We do measure risk. We’re interested in making sure that we have the appropriate risk measures so that the portfolio’s return is driven by stock selection. We’re looking at risk from the standpoint of how we minimize it so we can maximize our stock selection. I’m looking at the portfolio’s overall position relative to a variety of risk factors or how the portfolio is positioned with respect to growth versus value, how it’s positioned from a beta point of view, how it’s positioned from a market cap point of view, what’s its earnings yield? We’re looking broadly and at many different risk measures to make sure that that the portfolio is in a good position relative to the Russell 2000 Index. We manage risk by making sure that the portfolio has adequate exposures and, by making sure that we have positions across the risk spectrum. This has enabled us to drive our returns from stock selection.

Q:  What have you learned from the recent financial crisis?

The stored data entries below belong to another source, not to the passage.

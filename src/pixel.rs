/// One RGBA pixel, channel order R, G, B, A.
pub type Color = [u8; 4];

/// Pack four channel values into a [`Color`].
#[inline]
pub const fn rgba(r: u8, g: u8, b: u8, a: u8) -> Color {
    [r, g, b, a]
}

/// Opaque color from three channel values.
#[inline]
pub const fn rgb(r: u8, g: u8, b: u8) -> Color {
    [r, g, b, 255]
}

/// Channel selector for per-channel operations.
#[non_exhaustive]
#[derive(Clone, Copy, Debug, PartialEq, Eq, Hash)]
pub enum Channel {
    Red,
    Green,
    Blue,
    Alpha,
    /// Every channel, each processed independently.
    All,
}

impl Channel {
    /// Byte offset within an RGBA pixel, `None` for [`Channel::All`].
    pub fn index(self) -> Option<usize> {
        match self {
            Self::Red => Some(0),
            Self::Green => Some(1),
            Self::Blue => Some(2),
            Self::Alpha => Some(3),
            Self::All => None,
        }
    }

    /// Whether channel byte `c` (0..4) is selected.
    #[inline]
    pub fn selects(self, c: usize) -> bool {
        match self.index() {
            Some(i) => i == c,
            None => c < 4,
        }
    }
}

/// Rec. 601 luma with integer rounding.
#[inline]
pub(crate) fn luma(px: Color) -> u8 {
    let y = 299 * u32::from(px[0]) + 587 * u32::from(px[1]) + 114 * u32::from(px[2]);
    ((y + 500) / 1000) as u8
}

We know that our returns are predominantly driven by stock selection. One of the things we learned coming out of the financial crisis is that in times of stress within the system, you do need to let the macro in a little bit more. That gets me back to your earlier point where you mentioned that you could have a company that is doing everything right but the macro totally overwhelms it. That was certainly the case during the great recession and one of the lessons that we learned is that we can be the best stock pickers in the world but, if we don’t allow the macro to be a portion of our discussion, that could overwhelm what’s going on. So that’s one of the lessons that we’ve learned.

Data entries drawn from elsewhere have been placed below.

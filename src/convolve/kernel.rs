use alloc::vec;
use alloc::vec::Vec;

use crate::error::BitmapError;

/// Square convolution kernel ("core").
///
/// Weights are row-major: the weight at column `col`, row `row` is
/// `weights[size * row + col]`. Output samples are
/// `(Σ weight·sample + bias) / divisor`, rounded and clamped to 0..=255.
///
/// The side length is always odd and non-zero, and the divisor is always
/// finite and non-zero; every constructor and setter enforces this.
#[derive(Clone, Debug, PartialEq)]
pub struct Core {
    size: usize,
    bias: f64,
    divisor: f64,
    weights: Vec<f64>,
}

impl Core {
    /// All-zero kernel of side `size`, bias 0, divisor 1.
    pub fn new(size: usize) -> Result<Self, BitmapError> {
        check_size(size)?;
        let len = size
            .checked_mul(size)
            .ok_or_else(|| BitmapError::InvalidCore(alloc::format!("size {size} too large")))?;
        Ok(Self {
            size,
            bias: 0.0,
            divisor: 1.0,
            weights: vec![0.0; len],
        })
    }

    /// Kernel from an explicit row-major weight sequence of length `size²`.
    pub fn from_weights(size: usize, weights: impl Into<Vec<f64>>) -> Result<Self, BitmapError> {
        let mut core = Self::new(size)?;
        let weights = weights.into();
        check_weights(size, &weights)?;
        core.weights = weights;
        Ok(core)
    }

    /// Replace all weights. `weights.len()` must equal `size²`.
    pub fn load(&mut self, weights: &[f64]) -> Result<(), BitmapError> {
        check_weights(self.size, weights)?;
        self.weights.copy_from_slice(weights);
        Ok(())
    }

    /// 1×1 kernel that reproduces its input.
    pub fn identity() -> Self {
        Self {
            size: 1,
            bias: 0.0,
            divisor: 1.0,
            weights: vec![1.0],
        }
    }

    /// Normalized 3×3 average: nine weights of 1, divisor 9.
    pub fn standard() -> Self {
        Self {
            size: 3,
            bias: 0.0,
            divisor: 9.0,
            weights: vec![1.0; 9],
        }
    }

    /// Normalized `(2·radius+1)²` box average.
    pub fn box_blur(radius: usize) -> Result<Self, BitmapError> {
        let size = radius
            .checked_mul(2)
            .and_then(|d| d.checked_add(1))
            .ok_or_else(|| BitmapError::InvalidCore(alloc::format!("radius {radius} too large")))?;
        let mut core = Self::new(size)?;
        core.weights.fill(1.0);
        core.divisor = core.weights.len() as f64;
        Ok(core)
    }

    /// 3×3 binomial Gaussian approximation.
    pub fn gaussian3() -> Self {
        Self {
            size: 3,
            bias: 0.0,
            divisor: 16.0,
            weights: vec![1.0, 2.0, 1.0, 2.0, 4.0, 2.0, 1.0, 2.0, 1.0],
        }
    }

    /// Horizontal Sobel derivative. Negative responses clamp to 0.
    pub fn sobel_x() -> Self {
        Self {
            size: 3,
            bias: 0.0,
            divisor: 1.0,
            weights: vec![-1.0, 0.0, 1.0, -2.0, 0.0, 2.0, -1.0, 0.0, 1.0],
        }
    }

    /// Vertical Sobel derivative. Negative responses clamp to 0.
    pub fn sobel_y() -> Self {
        Self {
            size: 3,
            bias: 0.0,
            divisor: 1.0,
            weights: vec![-1.0, -2.0, -1.0, 0.0, 0.0, 0.0, 1.0, 2.0, 1.0],
        }
    }

    /// 4-neighbour Laplacian edge detector.
    pub fn laplacian() -> Self {
        Self {
            size: 3,
            bias: 0.0,
            divisor: 1.0,
            weights: vec![0.0, -1.0, 0.0, -1.0, 4.0, -1.0, 0.0, -1.0, 0.0],
        }
    }

    pub fn sharpen() -> Self {
        Self {
            size: 3,
            bias: 0.0,
            divisor: 1.0,
            weights: vec![0.0, -1.0, 0.0, -1.0, 5.0, -1.0, 0.0, -1.0, 0.0],
        }
    }

    pub fn with_bias(mut self, bias: f64) -> Result<Self, BitmapError> {
        if !bias.is_finite() {
            return Err(BitmapError::InvalidCore(alloc::format!(
                "bias must be finite, got {bias}"
            )));
        }
        self.bias = bias;
        Ok(self)
    }

    /// Zero or non-finite divisors are rejected.
    pub fn with_divisor(mut self, divisor: f64) -> Result<Self, BitmapError> {
        if divisor == 0.0 || !divisor.is_finite() {
            return Err(BitmapError::InvalidCore(alloc::format!(
                "divisor must be finite and non-zero, got {divisor}"
            )));
        }
        self.divisor = divisor;
        Ok(self)
    }

    /// Divisor that normalizes the current weights, or 1 if they sum to zero.
    pub fn normalized(self) -> Self {
        let sum = self.weight_sum();
        let divisor = if sum == 0.0 || !sum.is_finite() {
            1.0
        } else {
            sum
        };
        Self { divisor, ..self }
    }

    pub fn size(&self) -> usize {
        self.size
    }

    /// Offset of the center from the kernel edge.
    pub fn radius(&self) -> usize {
        self.size / 2
    }

    pub fn bias(&self) -> f64 {
        self.bias
    }

    pub fn divisor(&self) -> f64 {
        self.divisor
    }

    pub fn weights(&self) -> &[f64] {
        &self.weights
    }

    pub fn weight_sum(&self) -> f64 {
        self.weights.iter().sum()
    }

    pub fn element(&self, col: usize, row: usize) -> Option<f64> {
        if col >= self.size || row >= self.size {
            return None;
        }
        Some(self.weights[self.size * row + col])
    }

    pub fn set_element(&mut self, col: usize, row: usize, weight: f64) -> Result<(), BitmapError> {
        if col >= self.size || row >= self.size {
            return Err(BitmapError::InvalidCore(alloc::format!(
                "element ({col}, {row}) outside {0}x{0} core",
                self.size
            )));
        }
        if !weight.is_finite() {
            return Err(BitmapError::InvalidCore(alloc::format!(
                "weight must be finite, got {weight}"
            )));
        }
        self.weights[self.size * row + col] = weight;
        Ok(())
    }
}

impl Default for Core {
    fn default() -> Self {
        Self::standard()
    }
}

fn check_size(size: usize) -> Result<(), BitmapError> {
    if size == 0 || size % 2 == 0 {
        return Err(BitmapError::InvalidCore(alloc::format!(
            "core size must be odd and non-zero, got {size}"
        )));
    }
    Ok(())
}

fn check_weights(size: usize, weights: &[f64]) -> Result<(), BitmapError> {
    if weights.len() != size * size {
        return Err(BitmapError::InvalidCore(alloc::format!(
            "{size}x{size} core needs {} weights, got {}",
            size * size,
            weights.len()
        )));
    }
    if weights.iter().any(|w| !w.is_finite()) {
        return Err(BitmapError::InvalidCore("weights must be finite".into()));
    }
    Ok(())
}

Q:  What drives your sell discipline?
We will sell if we’ve reached our target price and we constantly set target prices on every stock in the portfolio. We continue to evaluate those target prices to make sure that we are maximizing the value out of a particular investment. We’re very patient investors. We’re long-term holders so we will give the thesis time to work and as long as the reason(s) we purchased the stock remain(s) in place, we are not likely to sell on a change in a single data point. As long as our original reason(s) for owning the company is still there, we’ll be patient and let the management realize their goals. You do, at times, have to admit that you’ve made a mistake and for us, that generally takes the form of some sort of breakdown in the quantitative data or some sort of a breakdown in our fundamental thesis that forces us to change our mind and to move on. And as I mentioned, our ultimate success comes when we buy a stock in the $200 million to $400 million market cap range and we participate in its growth through the range of the Russell 2000 Index and then we have to sell is as it becomes a Russell 1000 Index name. That’s the ultimate success for us. Then we start our investment process all over again. We firmly believe we’re unique in how we construct our portfolio. We provide our investors with a broad spectrum of small-cap investments from deep-value to high-growth names.